(REQUIRED WORK) Each line below that contains the word "Lewis" must be copied.

BEGIN MATERIAL PROVIDED

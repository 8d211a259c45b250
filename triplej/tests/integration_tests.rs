//! Integration tests for triplej

use chrono::{DateTime, Duration, Utc};
use serde_json::json;
use std::sync::Arc;
use triplej::sync::SyncConfig;
use triplej::{
    Error, HistoryStore, MemoryHistoryStore, PersistedTrackRecord, SyncController, TripleJClient,
};
use wiremock::matchers::{method, path, query_param};
use wiremock::{Mock, MockServer, ResponseTemplate};

fn play_json(title: &str, artist: &str, minutes_ago: i64) -> serde_json::Value {
    json!({
        "recording": {
            "title": title,
            "artists": [
                { "type": "featured", "name": "Someone Else" },
                { "type": "primary", "name": artist }
            ]
        },
        "release": {
            "title": "Test Album",
            "artwork": [
                { "sizes": [
                    { "aspect_ratio": "1x1", "width": 700, "url": "https://example.invalid/art.png" }
                ] }
            ]
        },
        "played_time": (Utc::now() - Duration::minutes(minutes_ago)).to_rfc3339()
    })
}

fn guide_json() -> serde_json::Value {
    json!({
        "items": [
            {
                "title": "Breakfast",
                "hosts": [ { "name": "Concetta" } ],
                "images": [ { "url": "https://example.invalid/breakfast.png" } ],
                "from": (Utc::now() - Duration::hours(5)).to_rfc3339(),
                "to": (Utc::now() - Duration::hours(2)).to_rfc3339(),
                "description": "Mornings"
            },
            {
                "title": "Lunch",
                "hosts": [ { "name": "Lewis" } ],
                "images": [ { "url": "https://example.invalid/lunch.png" } ],
                "from": (Utc::now() - Duration::hours(1)).to_rfc3339(),
                "to": (Utc::now() + Duration::hours(1)).to_rfc3339(),
                "description": "Middays"
            }
        ]
    })
}

async fn mock_client(server: &MockServer) -> TripleJClient {
    TripleJClient::builder()
        .api_base(server.uri())
        .guide_base(server.uri())
        .build()
        .unwrap()
}

async fn mount_search_and_guide(server: &MockServer) {
    Mock::given(method("GET"))
        .and(path("/plays/search.json"))
        .respond_with(ResponseTemplate::new(200).set_body_json(json!({ "items": [] })))
        .mount(server)
        .await;

    Mock::given(method("GET"))
        .and(path("/programitems/search.json"))
        .respond_with(ResponseTemplate::new(200).set_body_json(guide_json()))
        .mount(server)
        .await;
}

#[tokio::test]
async fn test_now_playing_parses_full_payload() {
    let server = MockServer::start().await;

    let next_updated = (Utc::now() + Duration::seconds(90)).to_rfc3339();
    Mock::given(method("GET"))
        .and(path("/plays/triplej/now.json"))
        .and(query_param("tz", "Australia/Sydney"))
        .respond_with(ResponseTemplate::new(200).set_body_json(json!({
            "now": play_json("Current Song", "Current Artist", 0),
            "prev": play_json("Previous Song", "Previous Artist", 4),
            "next_updated": next_updated
        })))
        .mount(&server)
        .await;

    let client = mock_client(&server).await;
    let response = client.now_playing().await.unwrap();

    assert!(!response.is_presenter_segment());
    let now = response.now.as_ref().unwrap();
    assert_eq!(
        now.recording.as_ref().unwrap().primary_artist(),
        Some("Current Artist")
    );
    assert_eq!(response.prev_items().len(), 1);
    assert_eq!(response.next_updated.as_deref(), Some(next_updated.as_str()));
}

#[tokio::test]
async fn test_error_taxonomy() {
    let server = MockServer::start().await;

    Mock::given(method("GET"))
        .and(path("/plays/triplej/now.json"))
        .respond_with(ResponseTemplate::new(500))
        .mount(&server)
        .await;

    Mock::given(method("GET"))
        .and(path("/plays/search.json"))
        .respond_with(ResponseTemplate::new(200).set_body_string(""))
        .mount(&server)
        .await;

    Mock::given(method("GET"))
        .and(path("/programitems/search.json"))
        .respond_with(ResponseTemplate::new(200).set_body_string("not json"))
        .mount(&server)
        .await;

    let client = mock_client(&server).await;

    assert!(matches!(
        client.now_playing().await,
        Err(Error::Api(_))
    ));
    assert!(matches!(
        client.recent_plays(5).await,
        Err(Error::EmptyBody)
    ));
    assert!(matches!(
        client.program_guide().await,
        Err(Error::Json(_))
    ));
}

#[tokio::test]
async fn test_controller_publishes_track_program_and_history() {
    let server = MockServer::start().await;

    Mock::given(method("GET"))
        .and(path("/plays/triplej/now.json"))
        .respond_with(ResponseTemplate::new(200).set_body_json(json!({
            "now": play_json("Current Song", "Current Artist", 0),
            "prev": play_json("Previous Song", "Previous Artist", 4),
            "next_updated": (Utc::now() + Duration::seconds(90)).to_rfc3339()
        })))
        .mount(&server)
        .await;
    mount_search_and_guide(&server).await;

    let client = mock_client(&server).await;
    let store: Arc<dyn HistoryStore> = Arc::new(MemoryHistoryStore::new());
    let controller = SyncController::start(client, Arc::clone(&store), &SyncConfig::default());

    // Refresh once the initial polls have settled so the final recent
    // list is merged against the fully populated store.
    tokio::time::sleep(std::time::Duration::from_millis(500)).await;
    controller.refresh_now_playing().await;
    tokio::time::sleep(std::time::Duration::from_millis(500)).await;

    let snapshot = controller.snapshot().await;
    controller.stop().await;

    assert!(!snapshot.is_loading);
    assert!(snapshot.last_error.is_none());
    assert_eq!(snapshot.current_track.title, "Current Song");
    assert_eq!(snapshot.current_track.played_at_display, "Now");
    assert!(!snapshot.current_track.is_presenter_segment);

    // The in-window guide record wins over the earlier one.
    assert_eq!(snapshot.current_program.title, "Lunch");
    assert_eq!(snapshot.current_program.presenter, "Lewis");

    // The prev item was persisted and surfaced in the recent list. Each
    // poll persists it under a fresh id, so the store may hold content
    // duplicates; the published list is deduplicated.
    assert_eq!(snapshot.recent_tracks.len(), 1);
    assert_eq!(snapshot.recent_tracks[0].title, "Previous Song");
    assert_eq!(snapshot.recent_tracks[0].played_at_display, "4m ago");

    let persisted = store.fetch_recent(10).await.unwrap();
    assert!(!persisted.is_empty());
    assert!(persisted.iter().all(|record| record.title == "Previous Song"));
}

#[tokio::test]
async fn test_controller_presenter_segment() {
    let server = MockServer::start().await;

    Mock::given(method("GET"))
        .and(path("/plays/triplej/now.json"))
        .respond_with(ResponseTemplate::new(200).set_body_json(json!({
            "now": {},
            "next_updated": (Utc::now() + Duration::seconds(30)).to_rfc3339()
        })))
        .mount(&server)
        .await;
    mount_search_and_guide(&server).await;

    let client = mock_client(&server).await;
    let store: Arc<dyn HistoryStore> = Arc::new(MemoryHistoryStore::new());
    let controller = SyncController::start(client, Arc::clone(&store), &SyncConfig::default());

    tokio::time::sleep(std::time::Duration::from_millis(500)).await;
    let snapshot = controller.snapshot().await;
    controller.stop().await;

    assert!(snapshot.current_track.is_presenter_segment);
    assert_eq!(snapshot.current_track.title, "On Air");
    assert!(snapshot.last_error.is_none());

    // Presenter segments never reach the store.
    assert!(store.fetch_recent(10).await.unwrap().is_empty());
}

#[tokio::test]
async fn test_controller_surfaces_and_clears_errors() {
    let server = MockServer::start().await;

    // First now-playing fetch fails, subsequent ones succeed.
    Mock::given(method("GET"))
        .and(path("/plays/triplej/now.json"))
        .respond_with(ResponseTemplate::new(500))
        .up_to_n_times(1)
        .mount(&server)
        .await;
    Mock::given(method("GET"))
        .and(path("/plays/triplej/now.json"))
        .respond_with(ResponseTemplate::new(200).set_body_json(json!({
            "now": play_json("Recovered Song", "Artist", 0),
            "next_updated": (Utc::now() + Duration::seconds(90)).to_rfc3339()
        })))
        .mount(&server)
        .await;
    mount_search_and_guide(&server).await;

    let client = mock_client(&server).await;
    let store = Arc::new(MemoryHistoryStore::new());
    let controller = SyncController::start(client, store, &SyncConfig::default());

    tokio::time::sleep(std::time::Duration::from_millis(500)).await;
    let snapshot = controller.snapshot().await;
    assert_eq!(
        snapshot.last_error.as_deref(),
        Some("Server error: 500 Internal Server Error")
    );

    controller.refresh_now_playing().await;
    tokio::time::sleep(std::time::Duration::from_millis(500)).await;
    let snapshot = controller.snapshot().await;
    controller.stop().await;

    assert!(snapshot.last_error.is_none());
    assert_eq!(snapshot.current_track.title, "Recovered Song");
}

// Store double whose reads always fail.
struct FailingStore;

#[async_trait::async_trait]
impl HistoryStore for FailingStore {
    async fn save(&self, _record: PersistedTrackRecord) -> triplej::Result<()> {
        Ok(())
    }

    async fn fetch_recent(&self, _limit: usize) -> triplej::Result<Vec<PersistedTrackRecord>> {
        Err(Error::store_error("disk unavailable"))
    }

    async fn prune_older_than(&self, _cutoff: DateTime<Utc>) -> triplej::Result<usize> {
        Ok(0)
    }
}

// Store double whose reads never complete within the test.
struct HangingStore;

#[async_trait::async_trait]
impl HistoryStore for HangingStore {
    async fn save(&self, _record: PersistedTrackRecord) -> triplej::Result<()> {
        Ok(())
    }

    async fn fetch_recent(&self, _limit: usize) -> triplej::Result<Vec<PersistedTrackRecord>> {
        tokio::time::sleep(std::time::Duration::from_secs(60)).await;
        Ok(Vec::new())
    }

    async fn prune_older_than(&self, _cutoff: DateTime<Utc>) -> triplej::Result<usize> {
        Ok(0)
    }
}

#[tokio::test]
async fn test_store_read_failure_does_not_become_sync_error() {
    let server = MockServer::start().await;

    Mock::given(method("GET"))
        .and(path("/plays/triplej/now.json"))
        .respond_with(ResponseTemplate::new(200).set_body_json(json!({
            "now": play_json("Song A", "Artist", 0),
            "prev": play_json("Previous Song", "Previous Artist", 4),
            "next_updated": (Utc::now() + Duration::seconds(90)).to_rfc3339()
        })))
        .mount(&server)
        .await;
    mount_search_and_guide(&server).await;

    let client = mock_client(&server).await;
    let controller = SyncController::start(client, Arc::new(FailingStore), &SyncConfig::default());

    tokio::time::sleep(std::time::Duration::from_millis(500)).await;
    let snapshot = controller.snapshot().await;
    controller.stop().await;

    // The fetched track is published; the store failure stays local and
    // never reaches last_error.
    assert!(!snapshot.is_loading);
    assert!(snapshot.last_error.is_none());
    assert_eq!(snapshot.current_track.title, "Song A");
    assert!(snapshot.recent_tracks.is_empty());
}

#[tokio::test]
async fn test_slow_store_does_not_hold_back_current_track() {
    let server = MockServer::start().await;

    Mock::given(method("GET"))
        .and(path("/plays/triplej/now.json"))
        .respond_with(ResponseTemplate::new(200).set_body_json(json!({
            "now": play_json("Song B", "Artist", 0),
            "next_updated": (Utc::now() + Duration::seconds(90)).to_rfc3339()
        })))
        .mount(&server)
        .await;

    // Fail the search feed fast so only the now-playing path touches the
    // hanging store.
    Mock::given(method("GET"))
        .and(path("/plays/search.json"))
        .respond_with(ResponseTemplate::new(500))
        .mount(&server)
        .await;
    Mock::given(method("GET"))
        .and(path("/programitems/search.json"))
        .respond_with(ResponseTemplate::new(200).set_body_json(guide_json()))
        .mount(&server)
        .await;

    let client = mock_client(&server).await;
    let controller = SyncController::start(client, Arc::new(HangingStore), &SyncConfig::default());

    tokio::time::sleep(std::time::Duration::from_millis(500)).await;
    let snapshot = controller.snapshot().await;
    controller.stop().await;

    // The current track is published long before the store read resolves.
    assert!(!snapshot.is_loading);
    assert_eq!(snapshot.current_track.title, "Song B");
}

#[tokio::test]
async fn test_search_feed_merges_with_live_dedup() {
    let server = MockServer::start().await;

    Mock::given(method("GET"))
        .and(path("/plays/triplej/now.json"))
        .respond_with(ResponseTemplate::new(200).set_body_json(json!({
            "now": play_json("Current Song", "Current Artist", 0),
            "prev": play_json("Shared Song", "Shared Artist", 2),
            "next_updated": (Utc::now() + Duration::seconds(90)).to_rfc3339()
        })))
        .mount(&server)
        .await;

    // The search feed repeats the prev item and adds older plays.
    Mock::given(method("GET"))
        .and(path("/plays/search.json"))
        .and(query_param("station", "triplej"))
        .respond_with(ResponseTemplate::new(200).set_body_json(json!({
            "items": [
                play_json("Shared Song", "Shared Artist", 2),
                play_json("Older Song", "Old Artist", 20),
                play_json("Oldest Song", "Old Artist", 50)
            ]
        })))
        .mount(&server)
        .await;

    Mock::given(method("GET"))
        .and(path("/programitems/search.json"))
        .respond_with(ResponseTemplate::new(200).set_body_json(guide_json()))
        .mount(&server)
        .await;

    let client = mock_client(&server).await;
    let store = Arc::new(MemoryHistoryStore::new());
    let controller = SyncController::start(client, store, &SyncConfig::default());

    // Let the initial polls persist everything, then refresh so the merge
    // sees the full history regardless of initial feed ordering.
    tokio::time::sleep(std::time::Duration::from_millis(500)).await;
    controller.refresh_all().await;
    tokio::time::sleep(std::time::Duration::from_millis(500)).await;

    let snapshot = controller.snapshot().await;
    controller.stop().await;

    let titles: Vec<&str> = snapshot
        .recent_tracks
        .iter()
        .map(|track| track.title.as_str())
        .collect();

    // Deduplicated by content, newest first.
    assert_eq!(titles, vec!["Shared Song", "Older Song", "Oldest Song"]);
    assert_eq!(snapshot.recent_tracks[0].played_at_display, "2m ago");
}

END MATERIAL PROVIDED

(EXERCISE SOLUTION)
                "hosts": [ { "name": "Lewis" } ],
    assert_eq!(snapshot.current_program.presenter, "Lewis");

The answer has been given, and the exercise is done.